01:1981年5月以前の旧耐震 の住宅の場合 


 築年数は約43年以上となり、通常でも古く傷んできていると思われ、メンテナンスが必要です。
特にお風呂場など水廻りの傷みがひどい場合が多く、タイルが割れていたり、浴室はタイル貼の湿式工法でユニットバスではないでしょう。浴室などブロック塀で壁を立ち上げ、上部のみ木造、でキチンと土台から緊結していたり鉄筋入りの頑丈な作りになっていないケースもあります。
見えない柱の部分や床下、土台など水廻りだけでなく、湿気を含んで傷みが進んでいたり、白アリ被害などで柱がボロボロだったりします。柱の交換や土台の補強など、工事が大掛かりになりがちです。


 
これら傷みが激しい部分だけを工事するというよりは、リフォームも兼ねて、床や天井も剥がして補強するなど、
全体的な補強工事が必要になるケースも多く、工事費が膨らむ傾向です。 
全体的に工事をしない場合は、耐震診断でどこが弱いかを把握した上で、屋根を軽量化する、1階和室などで就寝しない、等、が考えられます。一部の部屋のみ頑丈に耐震補強を行い、家族の命だけでも守るようにしたいですね。

また、家具の固定やガラス障子などケガにつながらないような対策を行っておく、室内は常に片付けておき、頑丈なテーブル下にスムーズに避難できるようにしておくことが大事です。(イスを引いて、家族皆がテーブル下に潜り込めますか?イスを引くことができないほど周囲にモノがあったりしませんか?) 

ご実家が空き家の場合などは倒壊によって周囲の建物に損傷が及んだ場合のことも考えておく必要があります。道路を塞いだり、火事の火元にならないように、空き家の場合も対策をしておきましょう。

02:2000年までの新耐震基準の住宅の場合


 築年数が23年~40年ほどの住宅となり、リフォーム時期だったり既に1度はリフォームしているかも知れませんね。
 まずは図面を確認しましょう
図面を元にセルフチェックを行ったり、建ててもらった工務店や建築会社に相談してみたり、不安な方は耐震診断をしてもらい、現状を把握しましょう。
また、ハザードマップを確認して、地盤の状態や危険度合もチェックしておきます。

2000年以降基準と異なっていて注意が必要な部分は、直下率、バランス配置といえます。2階の外壁の直下の室内に壁面が無い、柱が無い、という場合は補強が必要になってきます。
耐震工事を行う場合は、部分的に済むとは思われますが、リフォーム工事と絡めて行うのも、総額は膨らみますがある意味、効率的といえます。柱や壁が部屋の真ん中に配置しないと2階を支えられない等の診断結果が出た場合、収納スペースをリフォームで作る等を検討してみるのも良いでしょう。
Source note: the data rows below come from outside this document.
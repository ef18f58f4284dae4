//! The html5lib tree-construction dump format.
//!
//! Each node is printed on its own line as `| ` followed by two spaces of
//! indentation per depth level:
//!
//! ```text
//! | <!DOCTYPE html>
//! | <html>
//! |   <head>
//! |   <body>
//! |     <svg svg>
//! |       xlink href="#a"
//! |     "text"
//! ```
//!
//! Attributes follow their element, one level deeper, sorted by their printed
//! name. Template contents are printed under a `content` line.

use std::fmt::Write;

use crate::{DomTree, NodeId, NodeType};

impl DomTree {
    /// Dump the children of `id` in html5lib test format.
    ///
    /// Pass [`NodeId::ROOT`] for a whole document, or the fragment node
    /// returned by fragment parsing.
    #[must_use]
    pub fn to_test_format(&self, id: NodeId) -> String {
        let mut out = String::new();
        let mut pending: Vec<(NodeId, usize)> =
            self.children(id).iter().rev().map(|&child| (child, 0)).collect();
        while let Some((node, depth)) = pending.pop() {
            self.write_node(node, depth, &mut out, &mut pending);
        }
        out
    }

    /// Write one node and queue its children on `pending`.
    fn write_node(
        &self,
        id: NodeId,
        depth: usize,
        out: &mut String,
        pending: &mut Vec<(NodeId, usize)>,
    ) {
        let Some(node) = self.get(id) else {
            return;
        };
        pending.extend(node.children.iter().rev().map(|&child| (child, depth + 1)));
        let indent = "  ".repeat(depth);

        match &node.node_type {
            NodeType::Document | NodeType::DocumentFragment => {}
            NodeType::DocumentType(doctype) => {
                if doctype.public_id.is_empty() && doctype.system_id.is_empty() {
                    let _ = writeln!(out, "| {indent}<!DOCTYPE {}>", doctype.name);
                } else {
                    let _ = writeln!(
                        out,
                        "| {indent}<!DOCTYPE {} \"{}\" \"{}\">",
                        doctype.name, doctype.public_id, doctype.system_id
                    );
                }
            }
            NodeType::Text(text) => {
                let _ = writeln!(out, "| {indent}\"{text}\"");
            }
            NodeType::Comment(data) => {
                let _ = writeln!(out, "| {indent}<!-- {data} -->");
            }
            NodeType::Element(data) => {
                match data.namespace.test_format_prefix() {
                    Some(prefix) => {
                        let _ = writeln!(out, "| {indent}<{prefix} {}>", data.tag_name);
                    }
                    None => {
                        let _ = writeln!(out, "| {indent}<{}>", data.tag_name);
                    }
                }

                let mut attrs: Vec<(String, &str)> = data
                    .attrs
                    .iter()
                    .map(|attr| {
                        let name = match attr.namespace.and_then(|ns| ns.test_format_prefix()) {
                            Some(prefix) => format!("{prefix} {}", attr.name),
                            None => attr.name.clone(),
                        };
                        (name, attr.value.as_str())
                    })
                    .collect();
                attrs.sort_by(|a, b| a.0.cmp(&b.0));
                for (name, value) in attrs {
                    let _ = writeln!(out, "| {indent}  {name}=\"{value}\"");
                }

                if let Some(contents) = data.template_contents {
                    let _ = writeln!(out, "| {indent}  content");
                    pending.extend(
                        self.children(contents)
                            .iter()
                            .rev()
                            .map(|&child| (child, depth + 2)),
                    );
                }
            }
        }
    }
}
/// [§ 4.4 Interface Node](https://dom.spec.whatwg.org/#interface-node)
///
/// "Node is an abstract interface that is used by all nodes in a tree."
///
/// This node stores indices for parent/child/sibling relationships,
/// enabling O(1) traversal in any direction.
#[derive(Debug, Clone)]
pub struct Node {
    /// "Each node has an associated node type"
    pub node_type: NodeType,

    /// [§ 4.4](https://dom.spec.whatwg.org/#concept-tree-parent)
    /// "An object that participates in a tree has a parent, which is either
    /// null or an object."
    pub parent: Option<NodeId>,

    /// [§ 4.4](https://dom.spec.whatwg.org/#concept-tree-child)
    /// "A node has an associated list of children"
    pub children: Vec<NodeId>,

    /// [§ 4.4](https://dom.spec.whatwg.org/#concept-tree-next-sibling)
    pub next_sibling: Option<NodeId>,

    /// [§ 4.4](https://dom.spec.whatwg.org/#concept-tree-previous-sibling)
    pub prev_sibling: Option<NodeId>,
}

/// [§ 4.4 Interface Node](https://dom.spec.whatwg.org/#interface-node)
///
/// "Each node has an associated node type"
#[derive(Debug, Clone)]
pub enum NodeType {
    /// [§ 4.5 Interface Document](https://dom.spec.whatwg.org/#interface-document)
    Document,
    /// [§ 4.7 Interface DocumentFragment](https://dom.spec.whatwg.org/#interface-documentfragment)
    ///
    /// Used for `<template>` contents and fragment parsing results.
    DocumentFragment,
    /// [§ 4.6 Interface DocumentType](https://dom.spec.whatwg.org/#interface-documenttype)
    DocumentType(DocumentTypeData),
    /// [§ 4.9 Interface Element](https://dom.spec.whatwg.org/#interface-element)
    /// "Element nodes are simply known as elements."
    Element(ElementData),
    /// [§ 4.10 Interface Text](https://dom.spec.whatwg.org/#interface-text)
    Text(String),
    /// [§ 4.14 Interface Comment](https://dom.spec.whatwg.org/#interface-comment)
    Comment(String),
}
 外壁の劣化度合が周囲の家と比べて進んでいる場合は、少し注意が必要かと思われ、雨漏り等から傷みが進行している場合もありますので、耐震診断も兼ねて現地調査で見てもらうのが良いでしょう。

その他、3階建てや、1階をビルトインガレージにしていたり、変形の間取り、なども耐震診断してもらうのが良いでしょう。

03:2000年以降の2000年基準の住宅の場合


 23年以内の住宅となり、最新の基準で建てられていて安心できるかと思われます。
図面を確認したり、取引時の資料を確認し、耐力壁が基準値以上か、地盤調査は行われていたか等、確認しておきましょう。また、間取りについては、「わが家の耐震診断」でセルフチェックしておき、不安なら専門家から図面を見せてアドバイスをもらうと安心です。

この時期の木造住宅は、耐震の計算やバランスチェックを行い確認申請をしています。申請上の提出は必要ないですが、設計士には各自でクリアしておくように求められています。
耐震診断のPCソフトも出回り、各会社でチェックして耐力壁をどこに配置するかを決めて工事に掛かっています。また、接合金物など細かく取付について基準を決められており、大工さんは面倒だと思いつつも、その通りに行えば強度が確保できるので一気に普及しました。 なので、基本的にはキチンと耐震性は確保されているはずですが、図面が無いとか、セルフチェックで不安があれば、耐震診断を現地調査して行ってもらうのが良いでしょう。

入居後に増築を行っていたり、確認申請とは異なる工事内容での住宅の場合、現在では違反となるケースが往々にしてあります。 


 現在は建築基準法に違反している建物については厳しい状況になっており、被災時の補助金も下りない、売買も難しい等、もちろん耐震診断の補助金も下りない、銀行ローンも組めない等になっています。
ただ、昔はそこまで厳しくなかったために違反物件が多かったのも事実で、自治体によっては違反でも(程度によりますが)耐震診断の補助金など出してくれる場合もあります。(自治体としては耐震化率を上げたいので)

 増築も当初は平屋だったのに2階増築など、明らかに1階が弱いであろうと想像できる場合があります。頑丈に作られているようでも、耐震診断や建築基準法の構造の基準からはOKとは言い難い状況だったりして、ご相談をお受けした折に、「そんなはずはない、頑丈に作られているはずだ」とおっしゃる方も、又、現地を見て見た目は頑丈そう、という場合でも、基礎部分から上物の全てを検討して結果をお伝えすると、愕然とされる方もいらっしゃいます。 
 特に一家の主が大工さんなどご自身で建ててきた場合や親戚に建ててもらった場合等は、
中々現在の基準法にのっとった強度からの診断結果を受け入れていただけない場合も有り、そのことが
耐震補強工事を行うという決断を遅らせてしまう場合も有り、ご家族皆さんで悩まれる、というケースもあります。 

又、建築基準法に違反している場合などは、その事実やそうかも知れないけど…という事を
建築士に話をしたり、相談することは勇気のいることだったり、隠したいことかも知れません。
また、知らずにそのような状況になっている場合も往々にしてあります。 まずは今の状態を知ることが大切です。
もちろん、建築士の立場からは、出来ることは限られています。違反したままリフォーム工事を行う場合、内容によっては違反に協力したと受け取れらかねないという事でリフォーム工事を断られるケースもあります。もちろん違反部分を是正(直す)していけば良いのですが・・・ リフォーム工事のローンも組めない場合があるので(ほぼ現在はそのようです) 是正して正しい状態にもっていく、又は建て替えなどが選択肢と出てきます。 
最終の選択や決定は、お客様自身にあります。

耐震診断を行う事は、今までの住まいの状況を詳らかにして、住まいの経歴を棚卸しする作業の一歩にもなるのです。

最後に

耐震リフォームの耐力壁の工事について、耐震診断や工事の流れ等、私の視点からのポイントをご説明をしました。 ぜひ、耐力壁を作る工事をご検討して頂き、少しでも住まいが良くなり、安心して過ごせる空間になるよう、お力になれれば嬉しいです。 最後までお読み頂き、ありがとうございました。